In the Art Room: Self Portrait Mural Inspired by Todd Parr, Part 1

Hey, y'all! I just had to share with you a project that we are about half way through: A big ole self-portrait mural inspired by the artist and author Todd Parr! It's a school-wide effort but currently only my kindergarten through 2nd grade students are finished. Once my 3rd and 4th grade kiddos complete their self-portraits, I'll add them to the mural and be sure to share the finished product with y'all. 
This unit of study has not only involved creating a colorful self-portrait but also color theory and collage. But I'm getting ahead of myself! Let's talk about the inspo: It's Okay to be Different. Do y'all have this book? It's a super short and colorful read that's perfect for the art room. What better place to emphasize our differences and celebrate them than art class, right?! It's a happy read with a  great underlining meaning that the kids really love. 
And I really love the crazy and colorful result! To walk you through the entire process, lemme tell you how we started. With kindergarten and first grade, that meant this color-mixing lesson and a reading of the book Mouse Paint. 
Kindergarten created these in one class: read the book, did some drawing together and boom! Mixed up some secondaries. I created a more thorough blog post here. A video of the steps is below.
My first and second graders earned a party for their awesomeness and we used our color mixing skills to ice our cookies!
If you'd like to know more about this, you can watch this short clippie: 
Once we'd become paint mixing masters, we created these painted papers! The papers had been pre-folded by yours truly, first in half and then a 4" fold across the bottom. This created two squares and two rectangles on the paper. The kids were instructed to use their knowledge to paint three shapes in the secondary colors and in the last shape, they could paint any color they liked. 
 I loved the colorful result! I need this as some wallpaper, stat!
Now, in this NEW video, I'll walk you through our collage portrait making process. I throw a TON of ideas at the kids and let them pick and choose and, of course, come up with their own! I feel like the more ideas you give them, the more confident they will feel that they can make any of their wild and crazy ideas come true. 
Because I see my younger students for 30 minutes, they spent two days collaging and on their final day they outlined in black paint. In the video, I am using brush painting supplies to help the students keep their "paintbrush ballerina" on her tippy toes. 
 Each portrait was different and, of course, that was okay! 

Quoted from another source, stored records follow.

//! Node and record types shared by the resolver, the expansion store and the tree.
//!
//! A [Node] is one displayable entry of a favorite's tree. Its [NodeKind] says whether it points
//! at a real page of the host graph ([NodeKind::PageRef]) or is a virtual quick-filter grouping
//! declared on a page ([NodeKind::FilterGroup]). Everything that behaves differently per kind
//! (icon choice, click routing, property write-back, where children come from) matches on the
//! kind exhaustively.
use serde::{Deserialize, Serialize};
use serde_json::Value;
use std::{
    collections::BTreeMap,
    fmt::{Display, Formatter},
    sync::Arc,
};
use uuid::Uuid;

use crate::config::Settings;

/// Page property declaring an explicit sibling order.
pub const FIXED_PROPERTY: &str = "fixed";
/// Page property holding a custom icon.
pub const ICON_PROPERTY: &str = "icon";
/// Namespace separator in qualified page names.
pub const NAMESPACE_SEP: char = '/';

/// A page as returned by the host graph.
#[derive(Debug, Clone, PartialEq, Serialize, Deserialize)]
pub struct PageRecord {
    pub uuid: Uuid,
    /// Lower-cased unique name.
    pub name: String,
    pub original_name: String,
    #[serde(default)]
    pub properties: BTreeMap<String, Value>,
}

impl PageRecord {
    pub fn new(uuid: Uuid, original_name: &str) -> PageRecord {
        PageRecord {
            uuid,
            name: original_name.to_lowercase(),
            original_name: original_name.to_string(),
            properties: BTreeMap::new(),
        }
    }

    pub fn with_property<V: Into<Value>>(mut self, key: &str, value: V) -> PageRecord {
        self.properties.insert(key.to_string(), value.into());
        self
    }

    /// The `fixed` property as an integer. Numeric strings are accepted, anything else is
    /// treated as no fixed order.
    pub fn fixed_order(&self) -> Option<i64> {
        let value = self.properties.get(FIXED_PROPERTY)?;
        let parsed = match value {
            Value::Number(n) => n
                .as_i64()
                .or_else(|| n.as_f64().filter(|f| f.fract() == 0.0).map(|f| f as i64)),
            Value::String(s) => s.trim().parse::<i64>().ok(),
            _ => None,
        };
        if parsed.is_none() {
            tracing::debug!(
                "Ignoring non-numeric '{}' property on page '{}': {}",
                FIXED_PROPERTY,
                self.original_name,
                value
            );
        }
        parsed
    }

    pub fn icon(&self) -> Option<&str> {
        self.properties
            .get(ICON_PROPERTY)
            .and_then(Value::as_str)
            .filter(|s| !s.is_empty())
    }

    /// Last segment of the qualified name: `a/b/c` -> `c`.
    pub fn trimmed_name(&self) -> &str {
        match self.original_name.rfind(NAMESPACE_SEP) {
            Some(idx) => &self.original_name[idx + NAMESPACE_SEP.len_utf8()..],
            None => &self.original_name,
        }
    }
}

/// The pre-block of a page, which carries the page's own properties.
#[derive(Debug, Clone, Copy, PartialEq, Eq, Serialize, Deserialize)]
pub struct DefinitionBlock {
    pub block_uuid: Uuid,
    pub page_uuid: Uuid,
}

/// The record that declared a set of quick filters, so edits can be routed back to it.
#[derive(Debug, Clone, PartialEq, Eq, Serialize, Deserialize)]
pub struct FilterSource {
    /// Lower-cased name of the declaring page.
    pub owner: String,
    pub block_uuid: Uuid,
    pub page_uuid: Uuid,
}

/// A materialized quick-filter group.
#[derive(Debug, Clone, PartialEq)]
pub struct QuickFilter {
    pub source: Arc<FilterSource>,
    /// Tag path from the top-level group down to this one.
    pub filters: Vec<String>,
    /// Pre-computed children; resolving them never queries the graph.
    pub subgroups: Arc<[Node]>,
}

#[derive(Debug, Clone, PartialEq)]
pub enum NodeKind {
    PageRef(PageRecord),
    FilterGroup(QuickFilter),
}

#[derive(Debug, Clone, PartialEq)]
pub struct Node {
    pub identifier: Uuid,
    pub display_label: String,
    pub fixed_order: Option<i64>,
    pub kind: NodeKind,
}

/// What a renderer should draw in front of the label.
#[derive(Debug, Clone, PartialEq, Eq)]
pub enum NodeIcon {
    /// The configured quick-filter icon.
    Filter(String),
    /// The page's own `icon` property.
    Custom(String),
    /// The host's default page icon.
    Page,
}

impl Node {
    /// A namespace child is labelled with the last segment of its qualified name.
    pub fn namespace_child(record: PageRecord) -> Node {
        Node {
            identifier: record.uuid,
            display_label: record.trimmed_name().to_string(),
            fixed_order: record.fixed_order(),
            kind: NodeKind::PageRef(record),
        }
    }

    /// A tag child keeps its full name, since it may live in any namespace.
    pub fn tagged(record: PageRecord) -> Node {
        Node {
            identifier: record.uuid,
            display_label: record.original_name.clone(),
            fixed_order: record.fixed_order(),
            kind: NodeKind::PageRef(record),
        }
    }

    pub fn quick_filter(
        display_label: &str,
        fixed_order: Option<i64>,
        source: Arc<FilterSource>,
        filters: Vec<String>,
        subgroups: Arc<[Node]>,
    ) -> Node {
        let identifier = Uuid::new_v5(&source.block_uuid, filters.join("\u{1f}").as_bytes());
        Node {
            identifier,
            display_label: display_label.to_string(),
            fixed_order,
            kind: NodeKind::FilterGroup(QuickFilter {
                source,
                filters,
                subgroups,
            }),
        }
    }

    /// Key of this node inside its parent's expansion map. Pages use their unique lower-cased
    /// name, filter groups their label (unique among the subgroups of one parent).
    pub fn local_key(&self) -> &str {
        match &self.kind {
            NodeKind::PageRef(record) => &record.name,
            NodeKind::FilterGroup(_) => &self.display_label,
        }
    }

    pub fn icon(&self, settings: &Settings) -> NodeIcon {
        match &self.kind {
            NodeKind::FilterGroup(_) => NodeIcon::Filter(settings.filter_icon.clone()),
            NodeKind::PageRef(record) => match record.icon() {
                Some(icon) => NodeIcon::Custom(icon.to_string()),
                None => NodeIcon::Page,
            },
        }
    }

    /// Label as shown to the user. Filter tags written as `owner/tag` drop the owner prefix.
    pub fn visible_label(&self) -> &str {
        match &self.kind {
            NodeKind::PageRef(_) => &self.display_label,
            NodeKind::FilterGroup(filter) => {
                strip_owner(&self.display_label, &filter.source.owner)
                    .unwrap_or(&self.display_label)
            }
        }
    }
}

/// The part of `label` after a leading `owner/`, comparing case-insensitively. `owner` is
/// lower-cased. Works on chars since lower-casing can change byte lengths.
fn strip_owner<'a>(label: &'a str, owner: &str) -> Option<&'a str> {
    let mut expected = owner.chars();
    for (idx, ch) in label.char_indices() {
        if expected.as_str().is_empty() {
            return (ch == NAMESPACE_SEP).then(|| &label[idx + ch.len_utf8()..]);
        }
        for lowered in ch.to_lowercase() {
            if expected.next() != Some(lowered) {
                return None;
            }
        }
    }
    None
}

impl Display for Node {
    fn fmt(&self, f: &mut Formatter) -> std::fmt::Result {
        match self.fixed_order {
            Some(order) => write!(f, "{} ({})", self.display_label, order),
            None => write!(f, "{}", self.display_label),
        }
    }
}

/// Address of a node inside one favorite's tree: the local keys from the favorite down to the
/// node. The empty path addresses the favorite itself.
#[derive(Debug, Clone, Default, PartialEq, Eq, PartialOrd, Ord, Hash, Serialize, Deserialize)]
pub struct NodePath(Vec<String>);

impl NodePath {
    pub fn root() -> NodePath {
        NodePath(Vec::new())
    }

    pub fn is_root(&self) -> bool {
        self.0.is_empty()
    }

    pub fn child(&self, key: &str) -> NodePath {
        let mut segments = self.0.clone();
        segments.push(key.to_string());
        NodePath(segments)
    }

    pub fn parent(&self) -> Option<NodePath> {
        if self.0.is_empty() {
            None
        } else {
            Some(NodePath(self.0[..self.0.len() - 1].to_vec()))
        }
    }

    pub fn last(&self) -> Option<&str> {
        self.0.last().map(String::as_str)
    }

    pub fn depth(&self) -> usize {
        self.0.len()
    }

    /// True when `self` is `ancestor` or lies below it.
    pub fn starts_with(&self, ancestor: &NodePath) -> bool {
        self.0.starts_with(&ancestor.0)
    }
}

impl<S: Into<String>> FromIterator<S> for NodePath {
    fn from_iter<I: IntoIterator<Item = S>>(iter: I) -> Self {
        NodePath(iter.into_iter().map(Into::into).collect())
    }
}

impl Display for NodePath {
    fn fmt(&self, f: &mut Formatter) -> std::fmt::Result {
        write!(f, "/{}", self.0.join("/"))
    }
}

Y'all better believe I love that crayon hair clip. I wonder where she got that idea...?!
What's cuter than a side pony? Nothing, y'all. Absolutely nothing.
 For my kindergarten and first grade kiddos, I took a different route. After cluing down the head and ears, these kids created their facial features in black paint. 
 I love the variety that they add to the self portrait mural. Cool glasses, bruh. 
Love how this kindergartener created his spiked hair and glasses, so cute!
And there you have it! I can't wait to see what my third and fourth graders come up with to add to the mural. After this mural, we are on to creating realistic selfies as well. 

What are some of your fave self portrait lessons? If you need some ideas, I shared some here...but I'd love to hear some more! Lemme know below, y'all!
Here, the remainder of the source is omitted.